The COVID-19 pandemic that began around 2020 led to widespread distance learning by school-age children in many countries, including Aotearoa, New Zealand. There were challenges learning online from home and some of the inequities were explored by the Greater Christchurch Schools' Network's (GCSN) survey of schools in its region in 2020, published as Closing the Digital Divide during the COVID-19 Lockdown: Student, whānau and staff perspectives . In the forward to this report, Steve Wakefield, Chairman of the Trust explained: "The GCSN is a charitable trust which works to bridge the digital divide for school-aged students and their whānau through the development, implementation, and evaluation of programmes and initiatives in the greater Christchurch region. The findings of this report highlight the ongoing impact of the digital divide, particularly for students keeping up with their peers while learning from home. It demonstrates the importance of continuing local and national initiatives to bridge that divide for school-aged students". The author, Dr Gabrielle Wall, General Manager of GCSN, stated that "this was a huge learning curve for everyone, but what it highlights is that students on average liked being able to learn via digital tools. The challenge is to make sure that all students have equal access to digital tools and connectivity". As a member of the GCSN Board, Davis advised upon and reviewed this report. She also supported the leadership of Professor Amina Chariana to bridge even more extensive divides in India and deploy e-learning to reach underserved children in many states. Charaina's 2022 book Integrated Approach to Technology in Education in India included a chapter on integrating information technology in the Covid era.

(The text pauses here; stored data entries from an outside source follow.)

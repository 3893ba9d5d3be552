//! Registry of recognized type keywords.
//!
//! The parser decides between a declaration and an expression statement by
//! asking this registry whether the leading identifier names a type. New
//! spellings can be registered without touching parser code.

use std::collections::HashMap;

/// Builtin spellings and their canonical names.
const BUILTIN_TYPES: &[(&str, &str)] = &[
    ("int", "int"),
    ("double", "double"),
    ("char", "char"),
    ("const", "const"),
];

/// Mapping from type-keyword spelling to canonical type name.
#[derive(Debug, Clone, PartialEq, Eq)]
pub struct TypeRegistry {
    names: HashMap<String, String>,
}

impl TypeRegistry {
    /// An empty registry that recognizes no type keywords.
    pub fn empty() -> Self {
        Self {
            names: HashMap::new(),
        }
    }

    /// The builtin set: `int`, `double`, `char` and the `const` modifier.
    pub fn builtin() -> Self {
        let mut reg = Self::empty();
        for (spelling, canonical) in BUILTIN_TYPES {
            reg.register(*spelling, *canonical);
        }
        reg
    }

    /// Registers `spelling` as a type keyword. Re-registering replaces the
    /// canonical name.
    pub fn register(&mut self, spelling: impl Into<String>, canonical: impl Into<String>) {
        self.names.insert(spelling.into(), canonical.into());
    }

    pub fn contains(&self, spelling: &str) -> bool {
        self.names.contains_key(spelling)
    }

    /// Canonical name for `spelling`, if it is a registered type keyword.
    pub fn canonical(&self, spelling: &str) -> Option<&str> {
        self.names.get(spelling).map(String::as_str)
    }

    pub fn len(&self) -> usize {
        self.names.len()
    }

    pub fn is_empty(&self) -> bool {
        self.names.is_empty()
    }
}

impl Default for TypeRegistry {
    fn default() -> Self {
        Self::builtin()
    }
}
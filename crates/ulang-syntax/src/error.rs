//! Error handling types for the UraniumLang front end.
//!
//! Every fallible operation in the lexer and the parser returns [`Result`].
//! Nothing in the front end panics on bad input: the first failure is carried
//! back to the caller as an [`Error`] and propagated with `?`.
//!
//! # Error Philosophy
//!
//! - **Classified**: every error has an [`ErrorKind`] so callers can branch on it
//! - **Located**: lexing and parsing errors carry 1-based line and column
//! - **First failure wins**: there is no recovery, the first error aborts the parse
//!
//! # Examples
//!
//! ```rust
//! use ulang_syntax::error::{ErrorKind, Result, error_at};
//!
//! fn check_digit(c: char, line: usize, col: usize) -> Result<u32> {
//!     match c.to_digit(10) {
//!         Some(d) => Ok(d),
//!         None => error_at(ErrorKind::LexFailure, line, col, format!("Unexpected character '{}'", c)),
//!     }
//! }
//!
//! let err = check_digit('x', 2, 4).unwrap_err();
//! assert_eq!(err.kind, ErrorKind::LexFailure);
//! assert_eq!(err.to_string(), "Unexpected character 'x' at 2:4");
//! ```

use thiserror::Error;

use crate::token::Token;

/// Classification of front-end failures.
#[derive(Debug, Clone, Copy, PartialEq, Eq, Hash, Error)]
pub enum ErrorKind {
    /// A grammar production that is reserved but not supported yet.
    #[error("not implemented")]
    NotImplemented,

    /// Malformed literal, unterminated string/char or unrecognized character.
    #[error("lex failure")]
    LexFailure,

    /// The parser expected one token and found another.
    #[error("unexpected token")]
    UnexpectedToken,

    /// Generic parse-level failure, such as a missing type.
    #[error("failed")]
    Failed,
}

/// An error that occurred while lexing or parsing.
///
/// Errors are plain values: cheap to clone and compare.
///
/// # Fields
///
/// - `kind`: What class of failure this is
/// - `msg`: Human-readable description
/// - `line`: Optional 1-based line number in the source
/// - `col`: Optional 1-based column number in the source
///
/// # Examples
///
/// ```rust
/// use ulang_syntax::{Error, ErrorKind};
///
/// let err = Error::with_span(ErrorKind::UnexpectedToken, "Expected ';', found end of file", 3, 1);
/// assert_eq!(err.to_string(), "Expected ';', found end of file at 3:1");
///
/// let err = Error::new(ErrorKind::Failed, "Failed to read file");
/// assert_eq!(err.to_string(), "Failed to read file");
/// ```
#[derive(Debug, Clone, PartialEq, Eq, Error)]
#[error("{msg}{}", location_suffix(.line, .col))]
pub struct Error {
    /// Classification of the failure
    pub kind: ErrorKind,

    /// Human-readable error message
    pub msg: String,

    /// Optional line number in source file (1-based)
    pub line: Option<usize>,

    /// Optional column number in source file (1-based)
    pub col: Option<usize>,
}

fn location_suffix(line: &Option<usize>, col: &Option<usize>) -> String {
    match (line, col) {
        (Some(l), Some(c)) => format!(" at {}:{}", l, c),
        _ => String::new(),
    }
}

impl Error {
    /// Creates an error without source location information.
    pub fn new(kind: ErrorKind, msg: impl Into<String>) -> Self {
        Self {
            kind,
            msg: msg.into(),
            line: None,
            col: None,
        }
    }

    /// Creates an error pointing at a 1-based line and column.
    pub fn with_span(kind: ErrorKind, msg: impl Into<String>, line: usize, col: usize) -> Self {
        Self {
            kind,
            msg: msg.into(),
            line: Some(line),
            col: Some(col),
        }
    }

    /// Whether the error carries a source position.
    pub fn has_span(&self) -> bool {
        self.line.is_some() && self.col.is_some()
    }
}

/// A specialized `Result` type for front-end operations.
///
/// Reading the value out of an `Err` is never silent: `?` propagates the
/// error and `unwrap` panics.
pub type Result<T> = std::result::Result<T, Error>;

/// Shorthand for `Err(Error::new(kind, msg))`.
pub fn error<T>(kind: ErrorKind, msg: impl Into<String>) -> Result<T> {
    Err(Error::new(kind, msg))
}

/// Shorthand for `Err(Error::with_span(kind, msg, line, col))`.
pub fn error_at<T>(kind: ErrorKind, line: usize, col: usize, msg: impl Into<String>) -> Result<T> {
    Err(Error::with_span(kind, msg, line, col))
}

/// A [`ErrorKind::LexFailure`] at the given position.
pub fn lex_failure<T>(line: usize, col: usize, msg: impl Into<String>) -> Result<T> {
    error_at(ErrorKind::LexFailure, line, col, msg)
}

/// A [`ErrorKind::UnexpectedToken`] naming what was expected and what was found.
///
/// The position is taken from the offending token.
pub fn unexpected_token<T>(expected: impl std::fmt::Display, found: &Token) -> Result<T> {
    error_at(
        ErrorKind::UnexpectedToken,
        found.line,
        found.col,
        format!("Expected {}, found {}", expected, found.describe()),
    )
}

/// A [`ErrorKind::NotImplemented`] for a reserved construct starting at `at`.
pub fn not_implemented<T>(what: &str, at: &Token) -> Result<T> {
    error_at(
        ErrorKind::NotImplemented,
        at.line,
        at.col,
        format!("{} are not implemented yet", what),
    )
}

#[cfg(test)]
mod tests {
    use super::*;
    use crate::token::TokenKind;

    #[test]
    fn display_with_and_without_span() {
        let err = Error::with_span(ErrorKind::LexFailure, "Unterminated string", 1, 3);
        assert_eq!(err.to_string(), "Unterminated string at 1:3");
        assert!(err.has_span());

        let err = Error::new(ErrorKind::Failed, "no input");
        assert_eq!(err.to_string(), "no input");
        assert!(!err.has_span());
    }

    #[test]
    fn unexpected_token_names_both_sides() {
        let found = Token::with_text(TokenKind::Int, "5", 1, 7);
        let err = unexpected_token::<()>(TokenKind::Semi, &found).unwrap_err();
        assert_eq!(err.kind, ErrorKind::UnexpectedToken);
        assert_eq!(err.msg, "Expected ';', found integer literal `5`");
        assert_eq!((err.line, err.col), (Some(1), Some(7)));
    }

    #[test]
    fn errors_are_values() {
        let a = Error::new(ErrorKind::NotImplemented, "blocks");
        let b = a.clone();
        assert_eq!(a, b);
        assert_eq!(ErrorKind::NotImplemented.to_string(), "not implemented");
    }
}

===Traditional knowledge===
Davis co-presented at the Annual Conference of the Australian Association for Research in Education (2009) and noted the work that had been done in New Zealand to build an awareness that kaupapa Māori and action research were not incompatible, particularly if there was a shared acceptance of the importance of critical analysis of the role of research in varied historical contexts. Davis has reflected that "cultural inclusiveness of online spaces" was important, and when experts at the UNESCO-hosted Edusummit in 2011 highlighted the need for a radical restructuring of schools, including reaching indigenous peoples with ICT, she responded with an urgent call for "visionary leadership" in New Zealand education in response to the challenges and importance of engaging with Māori. In 2014, Davis co-presented a paper noting that the New Zealand Ministry of Education was developing pilot programmes to explore inclusive approaches to meeting the needs of priority groups such as Māori, Pasifika and students with special needs. Davis had previously collaborated on research into how Māori had adopted digital technologies in Aotearoa New Zealand. It was noted in the abstract "[that the researchers located] their exploration in a discussion of the historical context of colonisation, Māori movement towards self-determination, and in a discussion of Māori values and approaches to knowledge...[and]...the ways Māori have taken and adapted digital technologies for a range of broadly defined educational purposes."

==Awards==
Davis was awarded the first Outstanding Global Educator by the International Society of Information Technology and Teacher Education in 2010.

==Selected publications==
- Digital Technologies and Change in Education (2017): A book by Davis that explored a framework for analysis of educational practices and systems as they responded to meeting the challenges of digital education.
- Digital technology, communities and education (2004):A book co-edited by Davis.
- Using IT Effectively in Teaching and Learning (1998): This book, co-edited by Bridget Somekh and Davis, considered "cultural, sociological and psychological factors that [influenced] how IT [was] used" by critically examining the potential of IT, teachers' professional development and strategies to manage this in schools or departments. In this book, Davis co-authored a chapter, Can quality in learning be enhanced through the use of IT? which looked at how IT could develop more independent students as teachers questioned their traditional roles as holders and presenters of knowledge.